One of the benefits of having a table is now you can make/cut anything that is conductive and what your mind can come up with. On this project, we take a concept drawing and turn it into a rack and replacement gate for a overlander truck. Having a hand drawn plan was easy to handle. By bringing in the PDF/JPG directly into the TMCAD gave me the ability to get the shape and overall dimensions of the design. Once in the TMCAD, made the rest of the "work" easy by being able to add and move the tabs around. As far as the back portion, Iggy drew it up from plans in his head. He just took a couple of measurements and downloaded the elements to put into the design. Cut Parameters: (Rack) Table: Torchmate 4400 Plasma Cutter: FlexCut 80 Material: 11ga Mild Steel Amperage: 40 amps Cutting Speed: 108 ipm Cut Parameters: (Gate) Table: Torchmate 4400 Plasma Cutter: FlexCut 80 Material: 11ga/14ga Mild Steel Amperage: 40 amps Cutting Speed: 108 ipm/210 ipm It took a few versions of the Racks to get it right for the welding and finishing "look". (5 times). The gate wasn't forgiving and took only one time to get right. (good job Iggy!) Had to cut some stiffeners for the gate to work so those were cut by the TMX on 3/16" MS. The gate portion needed some welding help along with some extra fabrication being that the latch and sliding gate had to be accounted for. Check out the results and another great project done!
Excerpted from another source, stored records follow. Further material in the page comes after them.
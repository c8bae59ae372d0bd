//! Cross-process guard for recurrence generation.
//!
//! Two `dutycal generate` runs against the same store would both see an
//! occurrence as missing and race to write it. The scheduler takes this lock
//! around a full pass so the existence check and the write stay paired.

use fs2::FileExt;
use std::fs::{File, OpenOptions, create_dir_all};
use std::io;
use std::path::{Path, PathBuf};
use std::thread::sleep;
use std::time::{Duration, Instant};
use thiserror::Error;

/// Default wait for a scheduler lock held by another generator run.
pub const DEFAULT_LOCK_TIMEOUT: Duration = Duration::from_secs(5);

const RETRY_EVERY: Duration = Duration::from_millis(10);

/// Failure to take the scheduler lock.
#[derive(Debug, Error)]
pub enum LockError {
    #[error("E5001: scheduler lock {} still held after {waited:?}", path.display())]
    Timeout { path: PathBuf, waited: Duration },
    #[error("E5002: {0}")]
    IoError(#[from] io::Error),
}

impl LockError {
    /// Stable code identifier (`E####`), in the same space as
    /// [`crate::error::ErrorKind::code`].
    #[must_use]
    pub const fn code(&self) -> &'static str {
        match self {
            Self::Timeout { .. } => "E5001",
            Self::IoError(_) => "E5002",
        }
    }

    #[must_use]
    pub const fn hint(&self) -> Option<&'static str> {
        Some(match self {
            Self::Timeout { .. } => {
                "Another generator run holds the lock; wait for it or raise the timeout."
            }
            Self::IoError(_) => "Check that the lock directory exists and is writable.",
        })
    }
}

/// Exclusive advisory lock on a file next to the event store; unlocked on
/// drop. Only processes that also take it are excluded.
#[derive(Debug)]
pub struct SchedulerLock {
    handle: File,
    location: PathBuf,
}

impl SchedulerLock {
    /// Take the lock at `location`, retrying until `timeout` has passed.
    /// Missing parent directories are created.
    ///
    /// # Errors
    ///
    /// [`LockError::Timeout`] if another holder keeps the lock past
    /// `timeout`, [`LockError::IoError`] if the lock file cannot be opened.
    pub fn acquire(location: &Path, timeout: Duration) -> Result<Self, LockError> {
        if let Some(dir) = location.parent().filter(|dir| !dir.as_os_str().is_empty()) {
            create_dir_all(dir)?;
        }
        let handle = OpenOptions::new()
            .create(true)
            .truncate(false)
            .read(true)
            .write(true)
            .open(location)?;

        let began = Instant::now();
        while handle.try_lock_exclusive().is_err() {
            let waited = began.elapsed();
            if waited >= timeout {
                tracing::warn!(path = %location.display(), ?waited, "scheduler lock busy");
                return Err(LockError::Timeout {
                    path: location.to_path_buf(),
                    waited,
                });
            }
            sleep(RETRY_EVERY);
        }

        tracing::debug!(path = %location.display(), "scheduler lock acquired");
        Ok(Self {
            handle,
            location: location.to_path_buf(),
        })
    }

    /// Give the lock up before the guard goes out of scope.
    pub fn release(self) {}

    #[must_use]
    pub fn path(&self) -> &Path {
        &self.location
    }
}

impl Drop for SchedulerLock {
    fn drop(&mut self) {
        if let Err(err) = FileExt::unlock(&self.handle) {
            tracing::debug!(path = %self.location.display(), %err, "scheduler unlock failed");
        }
    }
}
I love it when a plan..... starts to work out?!?! COME ON!!! That's like a dry heave that wont go away lol. Insert A-team meme here, cant seem to get it to work..
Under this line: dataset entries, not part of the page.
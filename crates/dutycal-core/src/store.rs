//! Event persistence and range queries over a [`ColumnBackend`].
//!
//! Rows live in one column family. Range queries go through the secondary
//! index on the `week` column, which is always the equality clause of the
//! query: a range whose bounds fall in different week buckets only returns
//! rows from the bucket of its lower bound. Callers that need several weeks
//! issue one query per bucket (see [`crate::calendar`]).

use chrono::{DateTime, Utc};
use chrono_tz::Tz;
use tracing::{debug, instrument};

use crate::backend::{
    ColumnBackend, ConsistencyLevel, IndexClause, IndexExpression, IndexOperator, Mutation,
};
use crate::error::StoreError;
use crate::event::codec::{self, encode_millis, encode_week};
use crate::event::schema::{ALL_COLUMNS, END, OWNER, READ_COLUMNS, START, WEEK};
use crate::event::{Event, derive_id};
use crate::week::{week_of, week_start};

/// Row cap density used when the configuration does not name one.
pub const DEFAULT_MAX_EVENTS_PER_DAY: u32 = 24;

const SECONDS_PER_DAY: u64 = 86_400;

/// Bounds and filters of a [`EventStore::fetch_range`] call.
#[derive(Debug, Clone, PartialEq, Eq)]
pub struct RangeQuery {
    /// Lower bound; selects the week bucket. The epoch disables the
    /// `end >= from` filter.
    pub from: DateTime<Tz>,
    /// Upper bound on `start`, if any.
    pub to: Option<DateTime<Tz>>,
    /// Exact owner match; `Some("")` selects unassigned events.
    pub owner: Option<String>,
    /// Row cap; derived from the span when absent.
    pub limit: Option<u32>,
    pub quorum: bool,
}

impl RangeQuery {
    #[must_use]
    pub const fn starting_at(from: DateTime<Tz>) -> Self {
        Self {
            from,
            to: None,
            owner: None,
            limit: None,
            quorum: false,
        }
    }

    #[must_use]
    pub fn until(mut self, to: DateTime<Tz>) -> Self {
        self.to = Some(to);
        self
    }

    #[must_use]
    pub fn owned_by(mut self, owner: impl Into<String>) -> Self {
        self.owner = Some(owner.into());
        self
    }

    #[must_use]
    pub fn limit(mut self, limit: u32) -> Self {
        self.limit = Some(limit);
        self
    }

    #[must_use]
    pub fn quorum(mut self, quorum: bool) -> Self {
        self.quorum = quorum;
        self
    }
}

/// Reads and writes events in one column family.
#[derive(Debug)]
pub struct EventStore<B> {
    backend: B,
    column_family: String,
    location: Tz,
    max_events_per_day: u32,
}

impl<B: ColumnBackend> EventStore<B> {
    pub fn new(backend: B, column_family: impl Into<String>, location: Tz) -> Self {
        Self {
            backend,
            column_family: column_family.into(),
            location,
            max_events_per_day: DEFAULT_MAX_EVENTS_PER_DAY,
        }
    }

    #[must_use]
    pub fn with_max_events_per_day(mut self, max_events_per_day: u32) -> Self {
        self.max_events_per_day = max_events_per_day;
        self
    }

    pub const fn backend(&self) -> &B {
        &self.backend
    }

    /// Zone events are decoded into.
    pub const fn location(&self) -> Tz {
        self.location
    }

    pub fn column_family(&self) -> &str {
        &self.column_family
    }

    /// Load one event by row key.
    ///
    /// # Errors
    ///
    /// [`StoreError::NotFound`] if the row has no live columns, a decode
    /// error for malformed columns, otherwise the backend failure unchanged.
    #[instrument(skip(self))]
    pub fn fetch(&self, id: &str, quorum: bool) -> Result<Event, StoreError> {
        let columns = self.backend.get_slice(
            &self.column_family,
            id,
            &READ_COLUMNS,
            ConsistencyLevel::from_quorum(quorum),
        )?;
        if columns.is_empty() {
            return Err(StoreError::NotFound(id.to_string()));
        }
        codec::decode(id, &columns, self.location)
    }

    /// Load the events of `query.from`'s week bucket that overlap the query
    /// bounds, at most the query's row cap of them.
    ///
    /// # Errors
    ///
    /// The backend failure unchanged, or the first decode error among the
    /// returned rows.
    pub fn fetch_range(&self, query: &RangeQuery) -> Result<Vec<Event>, StoreError> {
        let (events, _) = self.fetch_page(query, String::new())?;
        Ok(events)
    }

    /// Like [`Self::fetch_range`], but keeps paging through the index until
    /// the bucket is exhausted; the row cap only sizes each page.
    ///
    /// # Errors
    ///
    /// The first failing page, as in [`Self::fetch_range`].
    pub fn fetch_range_all(&self, query: &RangeQuery) -> Result<Vec<Event>, StoreError> {
        let mut events = Vec::new();
        let mut start_key = String::new();
        loop {
            let (page, next) = self.fetch_page(query, start_key)?;
            events.extend(page);
            match next {
                Some(key) => start_key = key,
                None => return Ok(events),
            }
        }
    }

    /// One index page from `start_key` on. Returns the key to resume from
    /// when the page came back full.
    fn fetch_page(
        &self,
        query: &RangeQuery,
        start_key: String,
    ) -> Result<(Vec<Event>, Option<String>), StoreError> {
        let from = query.from.with_timezone(&self.location);
        let week = week_of(&from);

        let mut expressions = vec![IndexExpression::new(
            WEEK,
            IndexOperator::Eq,
            encode_week(week),
        )];
        if let Some(owner) = &query.owner {
            expressions.push(IndexExpression::new(
                OWNER,
                IndexOperator::Eq,
                owner.as_bytes(),
            ));
        }
        if let Some(to) = &query.to {
            expressions.push(IndexExpression::new(
                START,
                IndexOperator::Lte,
                encode_millis(to),
            ));
        }
        if from.timestamp_millis() != 0 {
            expressions.push(IndexExpression::new(
                END,
                IndexOperator::Gte,
                encode_millis(&from),
            ));
        }

        let count = query
            .limit
            .unwrap_or_else(|| self.default_cap(&from, query.to.as_ref()));
        debug!(
            week,
            count,
            start_key = %start_key,
            owner = query.owner.as_deref(),
            quorum = query.quorum,
            "range query"
        );

        let clause = IndexClause {
            expressions,
            start_key,
            count,
        };
        let slices = self.backend.get_indexed_slices(
            &self.column_family,
            &clause,
            &READ_COLUMNS,
            ConsistencyLevel::from_quorum(query.quorum),
        )?;

        // Start keys are inclusive; a trailing NUL is the next key after.
        let full = usize::try_from(count).is_ok_and(|cap| slices.len() >= cap);
        let next = if full {
            slices.last().map(|slice| format!("{}\0", slice.key))
        } else {
            None
        };
        let events = slices
            .into_iter()
            .filter(|slice| !slice.columns.is_empty())
            .map(|slice| codec::decode(&slice.key, &slice.columns, self.location))
            .collect::<Result<_, _>>()?;
        Ok((events, next))
    }

    /// Cap proportional to the hours spanned; an open range spans to the end
    /// of `from`'s week bucket.
    fn default_cap(&self, from: &DateTime<Tz>, to: Option<&DateTime<Tz>>) -> u32 {
        let end = to
            .copied()
            .unwrap_or_else(|| week_start(week_of(from) + 1, self.location));
        let seconds = u64::try_from((end - *from).num_seconds()).unwrap_or(0);
        let cap = u64::from(self.max_events_per_day)
            .saturating_mul(seconds)
            .div_ceil(SECONDS_PER_DAY)
            .max(1);
        u32::try_from(cap).unwrap_or(u32::MAX)
    }

    /// Write every column of `event` as one atomic batch.
    ///
    /// Assigns a derived id when the event has none. On success the event's
    /// write timestamp advances; on failure it is left untouched.
    ///
    /// # Errors
    ///
    /// [`StoreError::InvalidInput`] for an incomplete event, otherwise the
    /// backend failure unchanged.
    #[instrument(skip(self, event), fields(id = %event.id))]
    pub fn sync(&self, event: &mut Event) -> Result<(), StoreError> {
        event.validate()?;
        if event.id.is_empty() {
            event.id = derive_id(event)
                .ok_or_else(|| StoreError::InvalidInput("cannot derive event id".into()))?;
        }

        let ts = next_write_ts(event.last_write_ts());
        let mutations = codec::encode(event, ts);
        self.backend.batch_mutate(
            &self.column_family,
            &event.id,
            &mutations,
            ConsistencyLevel::Quorum,
        )?;
        event.mark_written(ts);
        debug!(id = %event.id, ts, "event synced");
        Ok(())
    }

    /// Tombstone every column of `event` as of its last observed write.
    ///
    /// Writes newer than that timestamp, from other writers, survive.
    ///
    /// # Errors
    ///
    /// [`StoreError::NotSynced`] without touching the backend if the event
    /// was never written, otherwise the backend failure unchanged.
    #[instrument(skip(self, event), fields(id = %event.id))]
    pub fn delete(&self, event: &Event) -> Result<(), StoreError> {
        if !event.is_synced() {
            return Err(StoreError::NotSynced);
        }
        let tombstone = Mutation::Delete {
            columns: ALL_COLUMNS.iter().map(ToString::to_string).collect(),
            timestamp: event.last_write_ts(),
        };
        self.backend.batch_mutate(
            &self.column_family,
            &event.id,
            &[tombstone],
            ConsistencyLevel::Quorum,
        )?;
        debug!(id = %event.id, "event deleted");
        Ok(())
    }
}

/// Current time in microseconds, kept strictly above `previous` so that a
/// re-sync always wins over the write it replaces.
fn next_write_ts(previous: i64) -> i64 {
    Utc::now()
        .timestamp_micros()
        .max(previous.saturating_add(1))
}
i saw in the video a 3d drawing of the parts what software are you using we re trying to develop some parts and would like to have the part put together in the software to see fitment is there something you recommend or can you upgrade to a high version of cadcam ablecncfab@gmail.com
The 3d program we display is an Adobe 3d program. It is able to take our DXF files and display them for visual purposes. As for 3d programs, I've found Fusion 360 an easy to learn and very well documented 3d program. It is pretty powerful but easy enough to understand. There are probably a few others I'm missing but it is free.
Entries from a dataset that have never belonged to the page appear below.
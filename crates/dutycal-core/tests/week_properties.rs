use chrono::{DateTime, Datelike, Duration, TimeZone, Timelike, Utc, Weekday};
use chrono_tz::Tz;
use dutycal_core::event::{Event, NewEvent, derive_id};
use dutycal_core::week::{week_of, week_start};
use proptest::prelude::*;

const ZONES: [Tz; 5] = [
    Tz::UTC,
    chrono_tz::Europe::Zurich,
    chrono_tz::America::New_York,
    chrono_tz::Asia::Kolkata,
    chrono_tz::Pacific::Auckland,
];

// Roughly 1900..2100, well inside chrono's range.
fn arb_instant() -> impl Strategy<Value = DateTime<Utc>> {
    (-2_208_988_800_i64..4_102_444_800_i64)
        .prop_map(|secs| DateTime::from_timestamp(secs, 0).unwrap_or_default())
}

fn arb_zone() -> impl Strategy<Value = Tz> {
    prop::sample::select(ZONES.to_vec())
}

proptest! {
    #![proptest_config(proptest::test_runner::Config::with_cases(2000))]

    #[test]
    fn a_week_later_is_the_next_bucket(instant in arb_instant()) {
        let t = instant.with_timezone(&Tz::UTC);
        prop_assert_eq!(week_of(&(t + Duration::days(7))), week_of(&t) + 1);
    }

    #[test]
    fn local_bucket_starts_on_monday_midnight(instant in arb_instant(), zone in arb_zone()) {
        let t = instant.with_timezone(&zone);
        let start = week_start(week_of(&t), zone);
        prop_assert!(start <= t);
        prop_assert_eq!(start.weekday(), Weekday::Mon);
        prop_assert_eq!(week_of(&start), week_of(&t));
    }

    #[test]
    fn bucket_is_stable_within_a_local_week(instant in arb_instant(), zone in arb_zone(), hours in 0_i64..167) {
        let start = week_start(week_of(&instant.with_timezone(&zone)), zone);
        let local = start.date_naive().and_hms_opt(0, 0, 0).unwrap_or_default()
            + Duration::hours(hours);
        if let Some(t) = zone.from_local_datetime(&local).earliest() {
            prop_assert_eq!(week_of(&t), week_of(&start));
        }
    }

    #[test]
    fn derived_ids_are_stable(title in "[A-Za-z ]{1,24}", instant in arb_instant(), minutes in 0_i64..600) {
        let event = Event::create(
            NewEvent {
                title,
                description: "generated".into(),
                owner: String::new(),
                start: instant.with_timezone(&Tz::UTC),
                duration: Duration::minutes(minutes),
                reference: None,
                required: false,
            },
            Tz::UTC,
        );
        let id = derive_id(&event);
        prop_assert!(id.is_some());
        prop_assert_eq!(id.clone(), derive_id(&event.clone()));
        let prefix = format!("{:08X}:", event.week());
        prop_assert!(id.unwrap_or_default().starts_with(&prefix));
    }
}

#[test]
fn monday_nine_utc_lands_in_week_2819() {
    let t = Tz::UTC
        .with_ymd_and_hms(2024, 1, 8, 9, 0, 0)
        .single()
        .expect("valid time");
    assert_eq!(week_of(&t), 2819);
    assert_eq!(week_start(2819, Tz::UTC).hour(), 0);
    assert_eq!(week_of(&(t - Duration::hours(10))), 2818);
}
From my understanding and experience, you will need to create an account with Autodesk then "activate" your software after that 30 days.
Chad, so I'm having trouble with the Torchmate maters. I have had my students create files on the Student Version, but I cannot upload any files onto my Master. I was wondering if you can guide me in the right direction? I have a ton of work that the kids have create and I wouldn't like to start all over. It will kill me to discard all of their work.
Manuel When you go to Open. Verify that the FILE TYPE is set to EDU. If you don’t have edu. Get your serial number off of the single and call into support. They can verify which version you have.